The Shopping list:
We mounted the motor in a steel box for protection against slurry splashes. The shaft should enter the tank at an angle off center to keep the slurry from osilating too much.
We mounted the percentage timer next to the motor with an outdoor switch cover over the controls.
We had success with minimal settling with a timer setting of 4 minutes on and 4 minutes off. The slurry got warm from the friction but not bad enough to cause evaporation. The only time it got hot was when we mixed new batchs of slurry for a 2hr continuous cycle. The shells ended up being very strong, had excellent detail and had minimal cracking thru dewaxing.
The slurry mix is also thinned dramatically so as to allow the shells to develop the pores needed for the shells to breathe.
More pores in the shell layers equals less necessary venting as with standard investment procedures.

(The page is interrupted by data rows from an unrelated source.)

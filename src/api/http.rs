//! reqwest transport

use super::{ApiError, ApiRequest, ApiResponse, Backend, Method};
use async_trait::async_trait;
use reqwest::Client;
use url::Url;

/// Transport that talks to the real service over HTTPS
pub struct HttpBackend {
    client: Client,
    base_url: Url,
}

impl HttpBackend {
    /// Build a transport rooted at `base_url`.
    ///
    /// No request timeout is set: a hung send keeps the pipeline's single
    /// pending slot occupied until the transport gives up on its own.
    pub fn new(base_url: Url) -> Result<Self, ApiError> {
        let client = Client::builder()
            .user_agent(concat!("vetchat/", env!("CARGO_PKG_VERSION")))
            .build()
            .map_err(|e| ApiError::unknown(format!("Failed to create HTTP client: {e}")))?;
        Ok(Self::with_client(client, base_url))
    }

    pub fn with_client(client: Client, base_url: Url) -> Self {
        Self { client, base_url }
    }

    fn url(&self, path: &str) -> Result<Url, ApiError> {
        self.base_url
            .join(path)
            .map_err(|e| ApiError::unknown(format!("Invalid request URL: {e}")))
    }
}

#[async_trait]
impl Backend for HttpBackend {
    async fn execute(&self, request: ApiRequest) -> Result<ApiResponse, ApiError> {
        let url = self.url(request.endpoint.path())?;
        let mut builder = match request.endpoint.method() {
            Method::Get => self.client.get(url),
            Method::Post => self.client.post(url),
        }
        .header(reqwest::header::ACCEPT, "application/json");

        if let Some(token) = &request.bearer {
            builder = builder.bearer_auth(token);
        }
        if let Some(body) = &request.body {
            builder = builder.json(body);
        }

        let response = builder.send().await.map_err(|e| {
            if e.is_timeout() {
                ApiError::network(format!("Request timeout: {e}"))
            } else if e.is_connect() {
                ApiError::network(format!("Connection failed: {e}"))
            } else {
                ApiError::network(format!("Request failed: {e}"))
            }
        })?;

        let status = response.status().as_u16();
        let body = response
            .text()
            .await
            .map_err(|e| ApiError::network(format!("Failed to read response: {e}")))?;

        Ok(ApiResponse::new(status, body))
    }
}
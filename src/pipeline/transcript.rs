//! Transcript model
//!
//! Append-only; messages are only ever added at the end, replaced wholesale,
//! or have their delivery state updated in place.

use crate::api::{HistoryRecord, Sender};
use chrono::{DateTime, Utc};
use uuid::Uuid;

#[derive(Debug, Clone, Copy, PartialEq, Eq)]
pub enum Author {
    User,
    Assistant,
}

impl From<Sender> for Author {
    fn from(sender: Sender) -> Self {
        match sender {
            Sender::User => Author::User,
            Sender::Ai => Author::Assistant,
        }
    }
}

#[derive(Debug, Clone, Copy, PartialEq, Eq)]
pub enum DeliveryState {
    Pending,
    Confirmed,
    Failed,
}

#[derive(Debug, Clone, PartialEq, Eq)]
pub struct Message {
    /// Local identifier; never sent to the server
    pub id: Uuid,
    pub content: String,
    pub origin: Author,
    pub timestamp: DateTime<Utc>,
    pub delivery: DeliveryState,
}

impl Message {
    pub fn pending_user(content: impl Into<String>, timestamp: DateTime<Utc>) -> Self {
        Self {
            id: Uuid::new_v4(),
            content: content.into(),
            origin: Author::User,
            timestamp,
            delivery: DeliveryState::Pending,
        }
    }

    pub fn assistant_reply(content: impl Into<String>, timestamp: DateTime<Utc>) -> Self {
        Self {
            id: Uuid::new_v4(),
            content: content.into(),
            origin: Author::Assistant,
            timestamp,
            delivery: DeliveryState::Confirmed,
        }
    }

    pub fn is_pending(&self) -> bool {
        self.delivery == DeliveryState::Pending
    }
}

impl From<HistoryRecord> for Message {
    fn from(record: HistoryRecord) -> Self {
        Self {
            id: Uuid::new_v4(),
            content: record.content,
            origin: record.sender.into(),
            timestamp: record.timestamp,
            delivery: DeliveryState::Confirmed,
        }
    }
}

/// Conversation of the current session plus the unsent input draft
#[derive(Debug, Default)]
pub struct Transcript {
    messages: Vec<Message>,
    draft: String,
}

impl Transcript {
    pub fn messages(&self) -> &[Message] {
        &self.messages
    }

    pub fn len(&self) -> usize {
        self.messages.len()
    }

    pub fn draft(&self) -> &str {
        &self.draft
    }

    pub fn set_draft(&mut self, text: impl Into<String>) {
        self.draft = text.into();
    }

    pub fn clear_draft(&mut self) {
        self.draft.clear();
    }

    pub fn pending(&self) -> Option<&Message> {
        self.messages.iter().find(|m| m.is_pending())
    }

    pub fn contains(&self, id: Uuid) -> bool {
        self.messages.iter().any(|m| m.id == id)
    }

    pub fn push(&mut self, message: Message) {
        self.messages.push(message);
    }

    /// Replace the confirmed conversation with `history`, ordered by
    /// timestamp.
    ///
    /// The sort is stable so records sharing a timestamp keep server order.
    /// A message still awaiting its reply stays at the end so the reply can
    /// find it.
    pub fn replace(&mut self, history: Vec<Message>) {
        let in_flight: Vec<Message> = self
            .messages
            .drain(..)
            .filter(Message::is_pending)
            .collect();
        self.messages = history;
        self.messages.sort_by_key(|m| m.timestamp);
        self.messages.extend(in_flight);
    }

    /// Move message `id` to `delivery`. Returns false if it is gone.
    pub fn set_delivery(&mut self, id: Uuid, delivery: DeliveryState) -> bool {
        match self.messages.iter_mut().find(|m| m.id == id) {
            Some(message) => {
                message.delivery = delivery;
                true
            }
            None => false,
        }
    }

    pub fn timestamp_of(&self, id: Uuid) -> Option<DateTime<Utc>> {
        self.messages.iter().find(|m| m.id == id).map(|m| m.timestamp)
    }

    /// Drop the conversation and the draft
    pub fn clear(&mut self) {
        self.messages.clear();
        self.draft.clear();
    }
}
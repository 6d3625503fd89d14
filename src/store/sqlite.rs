//! SQLite-backed credential store

use super::{CredentialStore, StoreResult};
use rusqlite::{params, Connection, OptionalExtension};
use std::path::Path;
use std::sync::{Arc, Mutex};

const SCHEMA: &str = r"
CREATE TABLE IF NOT EXISTS credentials (
    key TEXT PRIMARY KEY,
    value TEXT NOT NULL,
    updated_at TEXT NOT NULL
);
";

/// Thread-safe durable store, survives restarts
#[derive(Clone)]
pub struct SqliteStore {
    conn: Arc<Mutex<Connection>>,
}

impl SqliteStore {
    /// Open or create the store at the given path
    pub fn open<P: AsRef<Path>>(path: P) -> StoreResult<Self> {
        let conn = Connection::open(path)?;
        Self::init(conn)
    }

    /// Open an in-memory store (for testing)
    #[cfg(test)]
    pub fn open_in_memory() -> StoreResult<Self> {
        let conn = Connection::open_in_memory()?;
        Self::init(conn)
    }

    fn init(conn: Connection) -> StoreResult<Self> {
        conn.execute_batch(SCHEMA)?;
        Ok(Self {
            conn: Arc::new(Mutex::new(conn)),
        })
    }
}

impl CredentialStore for SqliteStore {
    fn get(&self, key: &str) -> StoreResult<Option<String>> {
        let conn = self.conn.lock().unwrap();
        let value = conn
            .query_row(
                "SELECT value FROM credentials WHERE key = ?1",
                params![key],
                |row| row.get(0),
            )
            .optional()?;
        Ok(value)
    }

    fn put(&self, entries: &[(&str, &str)]) -> StoreResult<()> {
        let mut conn = self.conn.lock().unwrap();
        let tx = conn.transaction()?;
        let now = chrono::Utc::now().to_rfc3339();
        for (key, value) in entries {
            tx.execute(
                "INSERT INTO credentials (key, value, updated_at) VALUES (?1, ?2, ?3)
                 ON CONFLICT(key) DO UPDATE SET value = excluded.value, updated_at = excluded.updated_at",
                params![key, value, now],
            )?;
        }
        tx.commit()?;
        Ok(())
    }

    fn delete(&self, keys: &[&str]) -> StoreResult<()> {
        let mut conn = self.conn.lock().unwrap();
        let tx = conn.transaction()?;
        for key in keys {
            tx.execute("DELETE FROM credentials WHERE key = ?1", params![key])?;
        }
        tx.commit()?;
        Ok(())
    }
}
//! Effects produced by state transitions

use super::state::{AuthStatus, Session};
use crate::notify::NotificationEvent;

/// Effects to be executed after state transition
#[derive(Debug, Clone, PartialEq, Eq)]
pub enum Effect {
    /// Mirror the session into the credential store
    PersistSession(Session),

    /// Remove the persisted session
    ClearCredentials,

    /// Drop the transcript of the session that just ended
    EndTranscript,

    /// Publish a notification
    Notify(NotificationEvent),

    /// Tell the UI to show the login entry point
    NavigateToLogin,

    /// Publish the new session status
    StatusChanged(AuthStatus),

    /// Feed `ExpiryHandled` back into the machine
    SettleExpiry,
}

impl Effect {
    pub fn notify_info(text: impl Into<String>) -> Self {
        Effect::Notify(NotificationEvent::info(text))
    }

    pub fn notify_success(text: impl Into<String>) -> Self {
        Effect::Notify(NotificationEvent::success(text))
    }

    pub fn notify_error(text: impl Into<String>) -> Self {
        Effect::Notify(NotificationEvent::error(text))
    }
}
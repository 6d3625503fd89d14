//! Session lifecycle
//!
//! A pure state machine (`transition`) plus the [`SessionManager`] that owns
//! the live state, mirrors it into the credential store, and hands the bearer
//! token to the API client.

mod effect;
pub mod event;
mod manager;
pub mod state;
pub(crate) mod transition;

#[cfg(test)]
mod proptests;

pub use effect::Effect;
pub use event::Event;
pub use manager::{SessionError, SessionManager, SessionObserver};
pub use state::{AuthState, AuthStatus, LoginOrigin, Session};
pub use transition::{transition, TransitionError};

The final dip is done without a sand coat so as to seal the shells
6-8 dips for large pieces
4-6 for small and medium size pieces.
Also, the weight of the metal to cast plays a role in determining shell thickness.
We really need to make a filtered cup grinder. Can you see it? I can. Humboldt State Sculpture had one, so shall I.
- shell repairs,
- another cup if one is lost,
- a tiny crucible,
- thrown into a crucible full of molten aluminum to stop the metal from oscillating in the furnace, etc.
The Shopping List:
- 90,000 BTU forced air gas burner
- 1 1/4 55 gal steel drums: (1 for the fire chamber and 1/4 for the water troff to catch the melted wax.)
- Angle iron for legs
- Steel sheets for baffles
- 4' steel bar
- Enough kaowool to line the barrel
- Ceramic buttons and bailing wire to tie back the wool.
A closeup photo of one of my shells after the final kiln firing. Can you see the crack that needs to be filled?
Something I will do next time to cut down on the shell cracking as a result of wax expansion in the burnout kiln. I will go full blast with the burner right away, no babying up in temp, straight to red. This flash melts the wax layer that is up against the shell before it has time to expand and cause a crack.